The Tofflers elaborated their case for a richer, freer, groovier world over the decades in The Third Wave in 1980 and Powershift published in 1990.
Revolutionary Wealth builds on the platform of their previous books. It discusses clashes among First Wave (agrarian), Second Wave (industrialized) and Third Wave (postindustrial, or "knowledge-based") societies. They argue convincingly that we are on the verge of a post-scarcity world that will slash poverty and "unlock countless opportunities and new life trajectories," if we can identify and avoid the rapidly escalating risks to this progress. I’m all in!

If you are a student of the future, technology and science then you probably have some ideas you should think about patenting.
You can file your patent for under $500 and the average value of an issued patent is $1 million. This is lucrative work and well worth your time to learn.
Drafting a patent application is a surprisingly straightforward process. The hard part is having the idea of an invention. If you have ideas of things you think could be patented you owe it to yourself to read this book and draft an application.
Patent It Yourself! shows you how.
You only need two things:
- Access to a computer with a word processor
- Access to the Internet

Steve Case was the co-founder of America OnLine AOL. In The Third Wave he presents his roadmap for the future and helps us make sense of the technological changes reshaping our economy and the world.
His insights are the result of his experience scaling the first internet company and as a venture capitalist investing in future inflected industries. He is a sensible practical visionary.
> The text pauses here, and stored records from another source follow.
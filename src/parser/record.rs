use serde::{Deserialize, Serialize};

/// Number of tab-separated fields on a well-formed record line.
pub const RECORD_FIELD_COUNT: usize = 5;

/// Sheet name used when an address does not start with a letter.
pub const IO_SHEET_NAME: &str = "IO";

/// One row of a cxr variable table.
///
/// The source line carries five fields; the fourth is an extra comment column
/// that is not kept.
#[derive(Debug, Clone, Default, PartialEq, Eq, Serialize, Deserialize)]
pub struct VariableRecord {
    pub var_type: String,
    pub address: String,
    pub name: String,
    pub value: String,
}

impl VariableRecord {
    pub fn new<S: Into<String>>(var_type: S, address: S, name: S, value: S) -> Self {
        Self {
            var_type: var_type.into(),
            address: address.into(),
            name: name.into(),
            value: value.into(),
        }
    }

    /// The all-empty record substituted for malformed lines.
    pub fn empty() -> Self {
        Self::default()
    }

    /// Builds a record from exactly five fields, keeping fields 0, 1, 2 and 4.
    /// Returns `None` for any other field count.
    pub fn from_fields<S: AsRef<str>>(fields: &[S]) -> Option<Self> {
        match fields {
            [var_type, address, name, _comment, value] => Some(Self::new(
                var_type.as_ref(),
                address.as_ref(),
                name.as_ref(),
                value.as_ref(),
            )),
            _ => None,
        }
    }

    /// Lenient conversion: malformed field lists degrade to `VariableRecord::empty()`.
    pub fn from_fields_lenient<S: AsRef<str>>(fields: &[S]) -> Self {
        Self::from_fields(fields).unwrap_or_default()
    }

    /// The `(type, address, name, value)` row written to a sheet.
    pub fn to_row(&self) -> [&str; 4] {
        [&self.var_type, &self.address, &self.name, &self.value]
    }

    pub fn is_empty(&self) -> bool {
        self.var_type.is_empty()
            && self.address.is_empty()
            && self.name.is_empty()
            && self.value.is_empty()
    }

    pub fn sheet_name(&self) -> String {
        sheet_name_for(&self.address)
    }
}

/// Derives a sheet name from a variable address: the leading character when it
/// is alphabetic (`"X0001"` -> `"X"`), otherwise `"IO"`.
pub fn sheet_name_for(address: &str) -> String {
    match address.chars().next() {
        Some(first) if first.is_alphabetic() => first.to_string(),
        _ => IO_SHEET_NAME.to_string(),
    }
}

#[cfg(test)]
mod tests {
    use super::*;

    #[test]
    fn test_from_fields_drops_comment_column() {
        let record = VariableRecord::from_fields(&["B", "X0001", "Start", "extra", "0"]).unwrap();
        assert_eq!(record.to_row(), ["B", "X0001", "Start", "0"]);
    }

    #[test]
    fn test_wrong_field_count() {
        assert!(VariableRecord::from_fields(&["B", "X0001", "Start", "0"]).is_none());
        assert!(VariableRecord::from_fields(&["a", "b", "c", "d", "e", "f"]).is_none());
        assert!(VariableRecord::from_fields::<&str>(&[]).is_none());

        let record = VariableRecord::from_fields_lenient(&[""]);
        assert!(record.is_empty());
        assert_eq!(record.to_row(), ["", "", "", ""]);
    }

    #[test]
    fn test_sheet_name_for() {
        assert_eq!(sheet_name_for("X0001"), "X");
        assert_eq!(sheet_name_for("m12"), "m");
        assert_eq!(sheet_name_for("0001"), "IO");
        assert_eq!(sheet_name_for("%IX0.0"), "IO");
        assert_eq!(sheet_name_for("变量"), "变");
        assert_eq!(sheet_name_for(""), "IO");
    }

    #[test]
    fn test_record_sheet_name() {
        let record = VariableRecord::new("W", "D100", "Speed", "1500");
        assert_eq!(record.sheet_name(), "D");
        assert!(!record.is_empty());
    }
}
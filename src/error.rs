use thiserror::Error;

#[derive(Error, Debug)]
pub enum Cxr2XlsxError {
    #[error("IO operation failed: {0}")]
    Io(#[from] std::io::Error),

    #[error("Invalid input file {path}: {reason}")]
    InvalidInput { path: String, reason: String },

    #[error("Expected at least 2 '{marker}' marker lines in {path}, found {found}")]
    MissingMarkers {
        path: String,
        marker: String,
        found: usize,
    },

    #[error("Malformed record at line {line} of {path}: expected 5 fields, found {fields}")]
    MalformedRecord {
        path: String,
        line: usize,
        fields: usize,
    },

    #[error("No variable records found in {path}")]
    EmptyRecordSet { path: String },

    #[error("First record of {path} (line {line}) has no address to name its sheet")]
    UnnamedSheet { path: String, line: usize },

    #[error("Sheet name count ({sheets}) does not match record set count ({record_sets})")]
    SheetCountMismatch { sheets: usize, record_sets: usize },

    #[error("Workbook operation failed: {message}")]
    Workbook {
        message: String,
        #[source]
        source: rust_xlsxwriter::XlsxError,
    },

    #[error("Could not decode {path} as {encoding}")]
    Encoding { path: String, encoding: String },

    #[error("Configuration error: {message}")]
    Config { message: String },

    #[error("No cxr files to convert")]
    NoInputFiles,

    #[error("Conversion failed: {message}")]
    ConversionFailed { message: String },
}

impl Cxr2XlsxError {
    /// Stable machine-readable code, also emitted in JSON output.
    pub fn code(&self) -> &'static str {
        match self {
            Cxr2XlsxError::Io(_) => "E_IO",
            Cxr2XlsxError::InvalidInput { .. } => "E_INVALID_INPUT",
            Cxr2XlsxError::MissingMarkers { .. } => "E_MISSING_MARKERS",
            Cxr2XlsxError::MalformedRecord { .. } => "E_MALFORMED_RECORD",
            Cxr2XlsxError::EmptyRecordSet { .. } => "E_EMPTY_RECORD_SET",
            Cxr2XlsxError::UnnamedSheet { .. } => "E_UNNAMED_SHEET",
            Cxr2XlsxError::SheetCountMismatch { .. } => "E_SHEET_COUNT_MISMATCH",
            Cxr2XlsxError::Workbook { .. } => "E_WORKBOOK",
            Cxr2XlsxError::Encoding { .. } => "E_ENCODING",
            Cxr2XlsxError::Config { .. } => "E_CONFIG",
            Cxr2XlsxError::NoInputFiles => "E_NO_INPUT",
            Cxr2XlsxError::ConversionFailed { .. } => "E_CONVERSION_FAILED",
        }
    }
}

pub trait UserFriendlyError {
    fn user_message(&self) -> String;
    fn suggestion(&self) -> Option<String>;
}

impl UserFriendlyError for Cxr2XlsxError {
    fn user_message(&self) -> String {
        match self {
            Cxr2XlsxError::InvalidInput { path, reason } => {
                format!("Cannot use {}: {}", path, reason)
            }
            Cxr2XlsxError::MissingMarkers {
                path,
                marker,
                found,
            } => {
                format!(
                    "{} does not look like a cxr export ({} '{}' line(s), 2 required)",
                    path, found, marker
                )
            }
            Cxr2XlsxError::MalformedRecord { path, line, fields } => {
                format!(
                    "Line {} of {} has {} field(s) instead of 5",
                    line, path, fields
                )
            }
            Cxr2XlsxError::EmptyRecordSet { path } => {
                format!("{} contains no variable records", path)
            }
            Cxr2XlsxError::UnnamedSheet { path, line } => {
                format!(
                    "Cannot name the sheet for {}: line {} is not a valid variable record",
                    path, line
                )
            }
            Cxr2XlsxError::SheetCountMismatch {
                sheets,
                record_sets,
            } => {
                format!(
                    "Sheet name list length ({}) does not match the number of cxr files ({})",
                    sheets, record_sets
                )
            }
            Cxr2XlsxError::Workbook { message, .. } => {
                format!("Failed to write workbook: {}", message)
            }
            Cxr2XlsxError::Encoding { path, encoding } => {
                format!("Could not decode {} using {}", path, encoding)
            }
            Cxr2XlsxError::Config { message } => {
                format!("Configuration error: {}", message)
            }
            Cxr2XlsxError::NoInputFiles => "No cxr files to convert".to_string(),
            Cxr2XlsxError::ConversionFailed { message } => {
                format!("Conversion failed: {}", message)
            }
            _ => self.to_string(),
        }
    }

    fn suggestion(&self) -> Option<String> {
        match self {
            Cxr2XlsxError::InvalidInput { .. } => Some(
                "Pass existing files ending in .cxr, or a directory containing them.".to_string(),
            ),
            Cxr2XlsxError::MissingMarkers { .. } => Some(
                "Check that the file is a complete variable-table export, or set parser.marker in the configuration file.".to_string(),
            ),
            Cxr2XlsxError::MalformedRecord { .. } => Some(
                "Run without --strict to convert malformed lines into empty rows.".to_string(),
            ),
            Cxr2XlsxError::EmptyRecordSet { .. } => Some(
                "The variable table between the two marker lines is empty; re-export the file from the device software.".to_string(),
            ),
            Cxr2XlsxError::UnnamedSheet { .. } => Some(
                "The sheet name comes from the first variable's address; repair that line or re-export the file.".to_string(),
            ),
            Cxr2XlsxError::Encoding { .. } => Some(
                "Set --encoding to the file's text encoding (e.g. gbk, utf-8, windows-1252).".to_string(),
            ),
            Cxr2XlsxError::Config { .. } => Some(
                "Check your configuration file syntax and ensure all required fields are present.".to_string(),
            ),
            Cxr2XlsxError::NoInputFiles => Some(
                "Provide .cxr files or directories as arguments, or use --list with a file of paths.".to_string(),
            ),
            Cxr2XlsxError::Workbook { .. } | Cxr2XlsxError::Io(_) => Some(
                "Ensure the output directory is writable and the target workbook is not open in another program.".to_string(),
            ),
            _ => None,
        }
    }
}

impl From<rust_xlsxwriter::XlsxError> for Cxr2XlsxError {
    fn from(error: rust_xlsxwriter::XlsxError) -> Self {
        Cxr2XlsxError::Workbook {
            message: error.to_string(),
            source: error,
        }
    }
}

impl From<toml::de::Error> for Cxr2XlsxError {
    fn from(error: toml::de::Error) -> Self {
        Cxr2XlsxError::Config {
            message: error.to_string(),
        }
    }
}

pub type Result<T> = std::result::Result<T, Cxr2XlsxError>;
use crate::config::ParserConfig;
use crate::error::{Cxr2XlsxError, Result};
use crate::parser::record::VariableRecord;
use encoding_rs::Encoding;
use std::fs;
use std::path::{Path, PathBuf};

pub const CXR_EXTENSION: &str = "cxr";
pub const DEFAULT_MARKER: &str = "SYMBOL";

/// Characters wrapped around every record line: a fixed-width prefix and a
/// suffix that includes the line terminator.
#[derive(Debug, Clone, Copy, PartialEq, Eq)]
pub struct Framing {
    pub prefix: usize,
    pub suffix: usize,
}

impl Framing {
    pub const fn new(prefix: usize, suffix: usize) -> Self {
        Self { prefix, suffix }
    }

    /// Removes the framing, counting in characters. Lines no longer than the
    /// framing itself yield an empty body.
    pub fn strip<'a>(&self, line: &'a str) -> &'a str {
        let char_count = line.chars().count();
        if char_count <= self.prefix + self.suffix {
            return "";
        }

        let byte_offset = |nth: usize| {
            line.char_indices()
                .nth(nth)
                .map(|(index, _)| index)
                .unwrap_or(line.len())
        };

        &line[byte_offset(self.prefix)..byte_offset(char_count - self.suffix)]
    }
}

impl Default for Framing {
    fn default() -> Self {
        Self::new(5, 2)
    }
}

#[derive(Debug, Clone, Copy, PartialEq, Eq)]
pub enum RecordPolicy {
    /// Malformed lines become empty records.
    Lenient,
    /// Malformed lines fail the file with `MalformedRecord`.
    Strict,
}

#[derive(Debug, Clone, Copy)]
pub enum TextEncoding {
    /// UTF-8, falling back to GBK.
    Auto,
    Fixed(&'static Encoding),
}

impl TextEncoding {
    pub fn from_label(label: &str) -> Option<Self> {
        let label = label.trim();
        if label.eq_ignore_ascii_case("auto") {
            return Some(TextEncoding::Auto);
        }
        Encoding::for_label(label.as_bytes()).map(TextEncoding::Fixed)
    }

    pub fn name(&self) -> &'static str {
        match self {
            TextEncoding::Auto => "UTF-8/GBK",
            TextEncoding::Fixed(encoding) => encoding.name(),
        }
    }
}

/// Records extracted from one cxr file.
#[derive(Debug, Clone)]
pub struct ParsedTable {
    pub source: PathBuf,
    pub records: Vec<VariableRecord>,
    /// 1-based line numbers that were replaced by empty records.
    pub malformed_lines: Vec<usize>,
    /// 0-based indices of the two marker lines bounding the table.
    pub marker_lines: (usize, usize),
}

impl ParsedTable {
    pub fn len(&self) -> usize {
        self.records.len()
    }

    pub fn is_empty(&self) -> bool {
        self.records.is_empty()
    }

    /// Sheet name derived from the first record's address. `None` when the
    /// table is empty or the first record carries no address.
    pub fn sheet_name(&self) -> Option<String> {
        self.records
            .first()
            .filter(|record| !record.address.is_empty())
            .map(VariableRecord::sheet_name)
    }

    /// 1-based line number of the first record.
    pub fn first_record_line(&self) -> usize {
        self.marker_lines.0 + 2
    }

    pub fn into_records(self) -> Vec<VariableRecord> {
        self.records
    }
}

pub struct CxrParser {
    marker: String,
    framing: Framing,
    policy: RecordPolicy,
    encoding: TextEncoding,
}

impl CxrParser {
    pub fn new() -> Self {
        Self {
            marker: DEFAULT_MARKER.to_string(),
            framing: Framing::default(),
            policy: RecordPolicy::Lenient,
            encoding: TextEncoding::Auto,
        }
    }

    pub fn from_config(config: &ParserConfig) -> Result<Self> {
        let encoding =
            TextEncoding::from_label(&config.encoding).ok_or_else(|| Cxr2XlsxError::Config {
                message: format!("Unknown text encoding: {}", config.encoding),
            })?;

        let policy = if config.strict {
            RecordPolicy::Strict
        } else {
            RecordPolicy::Lenient
        };

        Ok(Self::new()
            .with_marker(config.marker.clone())
            .with_framing(Framing::new(config.prefix_len, config.suffix_len))
            .with_policy(policy)
            .with_encoding(encoding))
    }

    pub fn with_marker<S: Into<String>>(mut self, marker: S) -> Self {
        self.marker = marker.into();
        self
    }

    pub fn with_framing(mut self, framing: Framing) -> Self {
        self.framing = framing;
        self
    }

    pub fn with_policy(mut self, policy: RecordPolicy) -> Self {
        self.policy = policy;
        self
    }

    pub fn with_encoding(mut self, encoding: TextEncoding) -> Self {
        self.encoding = encoding;
        self
    }

    pub fn policy(&self) -> RecordPolicy {
        self.policy
    }

    /// Reads and parses a `.cxr` file.
    pub fn parse<P: AsRef<Path>>(&self, path: P) -> Result<ParsedTable> {
        let path = path.as_ref();
        validate_cxr_path(path)?;

        let bytes = fs::read(path)?;
        let text = self.decode(&bytes, path)?;

        let mut table = self.parse_str(&text, &path.display().to_string())?;
        table.source = path.to_path_buf();
        Ok(table)
    }

    /// Parses cxr text already in memory. `source` only labels errors.
    pub fn parse_str(&self, text: &str, source: &str) -> Result<ParsedTable> {
        let normalized = text.replace("\r\n", "\n").replace('\r', "\n");
        let lines: Vec<&str> = normalized.split_inclusive('\n').collect();

        let (start, end) = self.locate_table(&lines, source)?;

        let mut records = Vec::with_capacity(end - start - 1);
        let mut malformed_lines = Vec::new();

        for (index, line) in lines.iter().enumerate().take(end).skip(start + 1) {
            let fields = split_fields(self.framing.strip(line));

            match VariableRecord::from_fields(&fields) {
                Some(record) => records.push(record),
                None => match self.policy {
                    RecordPolicy::Strict => {
                        return Err(Cxr2XlsxError::MalformedRecord {
                            path: source.to_string(),
                            line: index + 1,
                            fields: fields.len(),
                        });
                    }
                    RecordPolicy::Lenient => {
                        malformed_lines.push(index + 1);
                        records.push(VariableRecord::empty());
                    }
                },
            }
        }

        Ok(ParsedTable {
            source: PathBuf::from(source),
            records,
            malformed_lines,
            marker_lines: (start, end),
        })
    }

    /// Indices of the first two lines containing the marker.
    fn locate_table(&self, lines: &[&str], source: &str) -> Result<(usize, usize)> {
        let markers: Vec<usize> = lines
            .iter()
            .enumerate()
            .filter(|(_, line)| line.contains(self.marker.as_str()))
            .map(|(index, _)| index)
            .collect();

        match markers.as_slice() {
            [start, end, ..] => Ok((*start, *end)),
            _ => Err(Cxr2XlsxError::MissingMarkers {
                path: source.to_string(),
                marker: self.marker.clone(),
                found: markers.len(),
            }),
        }
    }

    fn decode(&self, bytes: &[u8], path: &Path) -> Result<String> {
        let encoding_error = || Cxr2XlsxError::Encoding {
            path: path.display().to_string(),
            encoding: self.encoding.name().to_string(),
        };

        match self.encoding {
            TextEncoding::Auto => match std::str::from_utf8(bytes) {
                Ok(text) => Ok(text.strip_prefix('\u{feff}').unwrap_or(text).to_string()),
                Err(_) => {
                    let (text, had_errors) = encoding_rs::GBK.decode_without_bom_handling(bytes);
                    if had_errors {
                        return Err(encoding_error());
                    }
                    Ok(text.into_owned())
                }
            },
            TextEncoding::Fixed(encoding) => {
                let (text, _, had_errors) = encoding.decode(bytes);
                if had_errors {
                    return Err(encoding_error());
                }
                Ok(text.into_owned())
            }
        }
    }
}

impl Default for CxrParser {
    fn default() -> Self {
        Self::new()
    }
}

/// Splits a record body on horizontal tabs.
pub fn split_fields(body: &str) -> Vec<&str> {
    body.split('\t').collect()
}

pub fn is_cxr_file(path: &Path) -> bool {
    path.is_file() && path.extension().is_some_and(|ext| ext == CXR_EXTENSION)
}

fn validate_cxr_path(path: &Path) -> Result<()> {
    if !path.exists() {
        return Err(Cxr2XlsxError::InvalidInput {
            path: path.display().to_string(),
            reason: "file does not exist".to_string(),
        });
    }

    if !path.is_file() {
        return Err(Cxr2XlsxError::InvalidInput {
            path: path.display().to_string(),
            reason: "not a regular file".to_string(),
        });
    }

    if !is_cxr_file(path) {
        return Err(Cxr2XlsxError::InvalidInput {
            path: path.display().to_string(),
            reason: format!("expected a .{} file", CXR_EXTENSION),
        });
    }

    Ok(())
}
Get ready for it ‘cause here it comes. Software and digital revolution have been devouring industries and now its capitalism’s turn. Postcapitalism is a brilliant analysis of historical trends, their current convergence and where we are heading. A new way of living is in the process of formation. Marx was correct.

Over the coming decades, Artificial Intelligence will profoundly impact the way we live, work, wage war, play, seek a mate, educate our young, and care for our elderly. It is likely to greatly increase our aggregate wealth, but it will also upend our labor markets, reshuffle our social order, and strain our private and public institutions. Eventually it may alter how we see our place in the universe, as machines pursue goals independent of their creators and outperform us in domains previously believed to be the sole dominion of humans.
Jerry Kaplan is a serial entrepreneur, Artificial Intelligence expert, technical innovator, bestselling author, and futurist, and is best known for his key role in defining the tablet computer industry as founder of GO Corporation in 1987. He is also the author of Humans Need Not Apply: A Guide to Wealth and Work in the Age of Artificial Intelligence and Startup: A Silicon Valley Adventure.